Poetry Shelf reviews Mimicry 3 – a cracking good mix

 

Mimicy 3 is edited by Carolyn DeCarlo and Jackson Nieuwland, is published by Holly Hunter and features a cracking good mix of poetry, prose and images.

Find Mimicry at Unity Auckland, Time Out, University Bookshop Auckland, Unity Wellington, Vic Books, Volume (Nelson), Scorpio Books (Christchurch) and University Bookshop Otago, or order online with dirt-cheap NZ postage.

I love the way you can’t pin the mix of voices, sometimes young, sometimes a tad older, sometimes familiar, sometimes not, sometimes widely published, sometimes just emerging, sometimes lyrical, sometimes not, into a singular style.

As usual I read my way through the poems before slipping elsewhere (bar the arresting red pages ‘Tear sheet – Red’).

 

I am simply going to give you a taste of the poetry static that this suite of poems generates by quoting you the first lines of the poems (you can track the prose and images yourself).

This is the kind of journal that just makes you want to write.

 

A very fine first-line sampler from Mimicry 3

 

Stacy Teague from ‘ko au te awa, ko te awa ko au / i am the river, the river is me’
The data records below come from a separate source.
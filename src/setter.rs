// setter.rs — 系统壁纸设置模块

use std::path::Path;
use wallcraft::error::WallpaperError;

/// 将指定路径的图片设置为系统壁纸
///
/// 各桌面环境的差异由 `wallpaper` crate 处理，这里只负责校验路径并把失败转换为明确的错误。
pub fn set_from_path(path: impl AsRef<Path>) -> Result<(), WallpaperError> {
    let path_ref = path.as_ref();
    if !path_ref.is_file() {
        return Err(WallpaperError::NotFound(path_ref.to_path_buf()));
    }

    // 桌面环境通常要求绝对路径
    let absolute = path_ref
        .canonicalize()
        .map_err(|_| WallpaperError::NotFound(path_ref.to_path_buf()))?;
    let path_str = absolute
        .to_str()
        .ok_or_else(|| WallpaperError::NonUtf8Path(absolute.clone()))?;

    println!("  -> {}", absolute.display());
    tracing::debug!(path = %path_str, "setting desktop wallpaper");

    wallpaper::set_from_path(path_str).map_err(|e| WallpaperError::Backend(e.to_string()))
}
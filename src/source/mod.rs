// source/mod.rs — 壁纸目录站的数据模型
// 目录翻页 -> 详情页 -> 原图三个阶段分别放在 catalog / detail / download 子模块

pub mod catalog;
pub mod detail;
pub mod download;

pub use catalog::CatalogNavigator;
pub use detail::ImagePageResolver;
pub use download::{ImageDownloader, suggested_filename};

use crate::error::ConfigError;
use scraper::Selector;

pub const DEFAULT_BASE_URL: &str = "https://wallpaperscraft.ru";
pub const DEFAULT_CATALOG_PATH: &str = "/catalog";
/// 目录站已知的最大页数
pub const DEFAULT_MAX_PAGES: u32 = 254;
/// 目录页中每个缩略图链接的 CSS 标记
pub const DEFAULT_ENTRY_MARKER: &str = ".wallpapers__link";
/// 详情页中原图元素的 CSS 标记
pub const DEFAULT_IMAGE_MARKER: &str = ".wallpaper__image";

/// 一次采集请求：分类 + 分辨率
///
/// 两者都是不透明的 token，白名单校验由调用方在构造之前完成。
#[derive(Debug, Clone, PartialEq, Eq)]
pub struct CatalogRequest {
    pub category: String,
    pub resolution: String,
}

impl CatalogRequest {
    pub fn new(category: impl Into<String>, resolution: impl Into<String>) -> Self {
        Self {
            category: category.into(),
            resolution: resolution.into(),
        }
    }
}

/// 抓取到的一页目录 HTML
#[derive(Debug, Clone)]
pub struct CatalogPage {
    /// 解析相对链接用的站点根地址
    pub base_url: String,
    pub url: String,
    pub page: u32,
    pub html: String,
}

/// 目录页中的一个候选壁纸
#[derive(Debug, Clone, PartialEq, Eq)]
pub struct WallpaperEntry {
    pub detail_page_url: String,
}

/// 从详情页解析出的原图地址
#[derive(Debug, Clone, PartialEq, Eq)]
pub struct ResolvedImage {
    pub image_url: String,
}

impl ResolvedImage {
    pub fn suggested_filename(&self) -> &str {
        suggested_filename(&self.image_url)
    }
}

/// 已完整下载到内存中的图片，交给 Storage 之前一直由管线持有
#[derive(Debug, Clone)]
pub struct DownloadedImage {
    pub bytes: Vec<u8>,
    pub suggested_filename: String,
    pub image_url: String,
}

/// 目录站的只读配置，所有并发采集共享
#[derive(Debug, Clone)]
pub struct CatalogSettings {
    pub base_url: String,
    pub catalog_path: String,
    pub max_pages: u32,
    pub entry_marker: String,
    pub image_marker: String,
}

impl Default for CatalogSettings {
    fn default() -> Self {
        Self {
            base_url: DEFAULT_BASE_URL.to_string(),
            catalog_path: DEFAULT_CATALOG_PATH.to_string(),
            max_pages: DEFAULT_MAX_PAGES,
            entry_marker: DEFAULT_ENTRY_MARKER.to_string(),
            image_marker: DEFAULT_IMAGE_MARKER.to_string(),
        }
    }
}

impl CatalogSettings {
    /// 某个分类 + 分辨率对应的目录路径，如 `/catalog/anime/1920x1080`
    pub fn catalog_path_for(&self, request: &CatalogRequest) -> String {
        format!(
            "{}/{}/{}",
            self.catalog_path.trim_end_matches('/'),
            request.category,
            request.resolution
        )
    }

    /// 目录第 `page` 页的完整 URL
    pub fn catalog_url(&self, request: &CatalogRequest, page: u32) -> String {
        format!("{}{}/page{}", self.base(), self.catalog_path_for(request), page)
    }

    /// 将站内相对路径拼接为绝对 URL，已是绝对地址时原样返回
    pub fn absolute_url(&self, path: &str) -> String {
        if path.starts_with("http://") || path.starts_with("https://") {
            return path.to_string();
        }
        if path.starts_with('/') {
            format!("{}{}", self.base(), path)
        } else {
            format!("{}/{}", self.base(), path)
        }
    }

    fn base(&self) -> &str {
        self.base_url.trim_end_matches('/')
    }
}

pub(crate) fn parse_selector(marker: &str) -> Result<Selector, ConfigError> {
    Selector::parse(marker).map_err(|err| ConfigError::InvalidSelector {
        selector: marker.to_string(),
        reason: err.to_string(),
    })
}
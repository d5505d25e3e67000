// lib.rs — wallcraft 核心库
// 从壁纸目录站随机抓取一张壁纸：目录翻页、详情页解析、原图下载与本地保存

pub mod config;
pub mod error;
pub mod http;
pub mod pipeline;
pub mod random;
pub mod source;
pub mod storage;

pub use error::{AcquireError, FailureKind, NetworkError, PipelineError, StorageError};
pub use http::{FetchSettings, HttpFetcher, ReqwestFetcher};
pub use pipeline::{AcquireState, ImageAcquisitionPipeline, NoProgress, ProgressSink, SavedWallpaper};
pub use random::{RandomSource, SeededRandom, ThreadRandom};
pub use source::{CatalogRequest, CatalogSettings, DownloadedImage};
pub use storage::{DirStorage, Storage};
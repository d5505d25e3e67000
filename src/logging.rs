// logging.rs — 日志初始化
// 日志写到 stderr，正常的命令输出仍然走 stdout

use tracing_subscriber::prelude::*;

/// 初始化全局 tracing subscriber
///
/// 级别优先取 `WALLCRAFT_LOG`，否则由 `-v` 的次数决定（默认只输出警告）。
/// 除 ERROR 外只保留本 crate 的日志，避免 reqwest/hyper 的噪音。
pub fn init(verbose: u8) {
    let log_level = std::env::var("WALLCRAFT_LOG")
        .ok()
        .and_then(|level| level.parse::<tracing::Level>().ok())
        .unwrap_or(match verbose {
            0 => tracing::Level::WARN,
            1 => tracing::Level::DEBUG,
            _ => tracing::Level::TRACE,
        });

    let log_format = tracing_subscriber::fmt::format()
        .compact()
        .without_time()
        .with_target(false);

    let log_filter = tracing_subscriber::fmt::Layer::default()
        .with_writer(std::io::stderr)
        .event_format(log_format)
        .with_filter(tracing_subscriber::filter::filter_fn(move |metadata| {
            metadata.level() == &tracing::Level::ERROR
                || (metadata.target().starts_with("wallcraft") && metadata.level() <= &log_level)
        }));

    tracing_subscriber::registry().with(log_filter).init();
}
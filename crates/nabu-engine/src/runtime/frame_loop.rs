use std::time::{Duration, Instant};

use anyhow::{ensure, Result};

use crate::core::{App, AppControl, FrameCtx, RuntimeCtx};
use crate::time::FrameClock;

/// Frame loop configuration.
#[derive(Debug, Clone)]
pub struct RuntimeConfig {
    pub title: String,
    /// Frames per second the loop paces itself to.
    pub target_fps: u32,
    /// Stop after this many frames. `None` runs until the app exits.
    pub max_frames: Option<u64>,
}

impl Default for RuntimeConfig {
    fn default() -> Self {
        Self { title: "nabu".to_string(), target_fps: 60, max_frames: None }
    }
}

impl RuntimeConfig {
    fn frame_budget(&self) -> Duration {
        Duration::from_secs_f64(1.0 / f64::from(self.target_fps))
    }
}

/// Headless frame loop: ticks a [`FrameClock`] at the configured rate and
/// hands each frame to the app. There is no window; renderers that need one
/// are expected to run their own loop and call into the same `App`.
pub struct Runtime;

impl Runtime {
    /// Runs `app` until it returns [`AppControl::Exit`], asks for exit through
    /// [`RuntimeCtx`], or `max_frames` is reached.
    pub fn run<A: App>(config: RuntimeConfig, mut app: A) -> Result<()> {
        ensure!(config.target_fps > 0, "target_fps must be greater than zero");

        let budget = config.frame_budget();
        let mut clock = FrameClock::new();
        let mut runtime = RuntimeCtx::default();

        log::info!("starting frame loop '{}' at {} fps", config.title, config.target_fps);
        app.on_start();

        loop {
            let started = Instant::now();
            let time = clock.tick();

            let control = {
                let mut ctx = FrameCtx { title: &config.title, time, runtime: &mut runtime };
                app.on_frame(&mut ctx)
            };

            if control == AppControl::Exit || runtime.exit_requested() {
                log::debug!("app requested exit after frame {}", time.frame_index);
                break;
            }
            if config.max_frames.is_some_and(|max| clock.frames() >= max) {
                log::debug!("frame limit reached ({} frames)", clock.frames());
                break;
            }

            if let Some(remaining) = budget.checked_sub(started.elapsed()) {
                std::thread::sleep(remaining);
            }
        }

        app.on_exit();
        Ok(())
    }
}

#[cfg(test)]
mod tests {
    use super::*;

    struct Counter {
        frames: u64,
        exit_at: Option<u64>,
        started: bool,
        exited: bool,
    }

    impl App for &mut Counter {
        fn on_start(&mut self) {
            self.started = true;
        }

        fn on_frame(&mut self, ctx: &mut FrameCtx<'_>) -> AppControl {
            assert_eq!(ctx.time.frame_index, self.frames);
            self.frames += 1;
            if self.exit_at == Some(self.frames) {
                ctx.runtime.exit();
            }
            AppControl::Continue
        }

        fn on_exit(&mut self) {
            self.exited = true;
        }
    }

    fn fast(max_frames: Option<u64>) -> RuntimeConfig {
        RuntimeConfig { title: "test".into(), target_fps: 1000, max_frames }
    }

    #[test]
    fn stops_at_frame_limit() {
        let mut counter = Counter { frames: 0, exit_at: None, started: false, exited: false };
        Runtime::run(fast(Some(5)), &mut counter).unwrap();
        assert_eq!(counter.frames, 5);
        assert!(counter.started && counter.exited);
    }

    #[test]
    fn stops_when_app_requests_exit() {
        let mut counter = Counter { frames: 0, exit_at: Some(3), started: false, exited: false };
        Runtime::run(fast(Some(100)), &mut counter).unwrap();
        assert_eq!(counter.frames, 3);
    }

    #[test]
    fn zero_fps_is_rejected() {
        let mut counter = Counter { frames: 0, exit_at: None, started: false, exited: false };
        let config = RuntimeConfig { target_fps: 0, ..fast(Some(1)) };
        assert!(Runtime::run(config, &mut counter).is_err());
    }
}
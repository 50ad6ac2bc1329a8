//! The **nabu** template expression language.
//!
//! Template strings embed expressions in `{{ ... }}` spans. An expression is
//! a single chain: a symbol or literal followed by any mix of property
//! access (`a.b`), indexing (`a[i]`), calls (`a.b(x, 'y')`) and array
//! literals (`[1, 2]`). There are no arithmetic or logical operators; logic
//! lives in the functions the application puts into scope.
//!
//! # Structure
//!
//! | Module | Contents |
//! |--------|----------|
//! | [`value`] | `Value`, `Object`, `Record`, `Function` |
//! | [`scope`] | `ContextStack` (innermost scope first) |
//! | [`lexer`] | `Lexer`, `Token`, `tokenize` |
//! | [`parser`] | `Parser`, `parse` |
//! | [`compiler`] | `compile_tokens`, `compile_expr` |
//! | [`interpolate`] | `compile_str`, `compile_value` |
//! | [`resolver`] | `Resolver` |
//! | [`error`] | `ParseError`, `EvalError` |
//!
//! # Quick start
//!
//! ```rust
//! use std::rc::Rc;
//! use nabu_expr::{compile_str, ContextStack, Record, Value};
//!
//! let greeting = compile_str("Hello, {{ user.name }}!").unwrap();
//! let data = Record::new().with("user", Rc::new(Record::new().with("name", "Ada")));
//! let out = greeting.resolve(&ContextStack::root(Rc::new(data))).unwrap();
//! assert_eq!(out, Value::str("Hello, Ada!"));
//! ```

pub mod compiler;
pub mod error;
pub mod interpolate;
pub mod lexer;
pub mod parser;
pub mod resolver;
pub mod scope;
pub mod value;

pub use compiler::{compile_expr, compile_tokens};
pub use error::{ErrorKind, EvalError, ParseError};
pub use interpolate::{compile_str, compile_value};
pub use lexer::{tokenize, Token};
pub use parser::parse;
pub use resolver::Resolver;
pub use scope::ContextStack;
pub use value::{Function, Object, Record, Value};

#[cfg(test)]
mod expression_tests {
    use std::rc::Rc;

    use super::*;

    fn run(src: &str, stack: &ContextStack) -> Value {
        compile_str(src).unwrap().resolve(stack).unwrap()
    }

    fn root(record: Record) -> ContextStack {
        ContextStack::root(Rc::new(record))
    }

    #[test]
    fn literal_round_trip() {
        assert_eq!(run("plain text", &ContextStack::new()), Value::str("plain text"));
    }

    #[test]
    fn single_expression_keeps_identity() {
        let list = Value::array(vec![Value::Int(1), Value::Int(2), Value::Int(3)]);
        let out = run("{{ a }}", &root(Record::new().with("a", list.clone())));
        assert!(out.same(&list));
    }

    #[test]
    fn mixed_interpolation() {
        assert_eq!(run("x={{ a }}!", &root(Record::new().with("a", 5))), Value::str("x=5!"));
    }

    #[test]
    fn method_receiver_survives_the_fold() {
        let obj = Record::new()
            .with("val", 10)
            .with("get", Function::native("get", |this, _| Ok(this.get_named("val"))));
        let stack = root(Record::new().with("obj", Rc::new(obj)));
        assert_eq!(run("{{ obj.get() }}", &stack), Value::Int(10));
    }

    #[test]
    fn innermost_scope_shadows() {
        let stack = ContextStack::from(vec![
            Value::from(Rc::new(Record::new().with("x", 1))),
            Value::from(Rc::new(Record::new().with("x", 2))),
        ]);
        assert_eq!(run("{{ x }}", &stack), Value::Int(1));
    }

    #[test]
    fn index_into_array_literal() {
        assert_eq!(run("{{ [1,2,3][1] }}", &ContextStack::new()), Value::Int(2));
    }

    #[test]
    fn unbalanced_brackets_are_syntax_errors() {
        assert_eq!(parse("a[0").unwrap_err().kind, ErrorKind::Syntax);
        assert_eq!(parse("a))").unwrap_err().kind, ErrorKind::Syntax);
    }

    #[test]
    fn duplicate_operand_is_syntax_error() {
        assert_eq!(parse("a b").unwrap_err().kind, ErrorKind::Syntax);
    }

    #[test]
    fn string_arguments_and_nested_calls() {
        let upper = Function::native("upper", |_, args| {
            Ok(Value::str(args.first().map(|a| a.to_string()).unwrap_or_default().to_uppercase()))
        });
        let stack = root(Record::new().with("upper", upper).with("name", "nabu"));
        assert_eq!(run("<{{ upper(upper(name)) }}>", &stack), Value::str("<NABU>"));
        assert_eq!(run("{{ upper('a b') }}", &stack), Value::str("A B"));
    }
}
you could love wide-open / against the natural framework  / of this forever

 

Ruby Mae Hinepunui Solly from ‘Custard’

When I was smaller than the family dog

 

Aimee Smith from  ‘This is where first-year friendships come to die’

Aro Valley is haunted by ghosts,

 

Holly Childs from ‘Closing websites’

She said I said, ‘I can’t store energy inside me, can’t retain it, so it makes sense I’

 

Rachel O’Neill from ‘The good bastard’

I hope Mother and Father buzz around me till Kingdom Come.

 

Chris Stewart from ‘fluff’

I used to lick damp fluff

 

Nina Powles from ‘Dialectal’

this dialect has no written form / only hands feeling for the sound / only wings

 

Nina Powles from ‘Yellow notebook fragments’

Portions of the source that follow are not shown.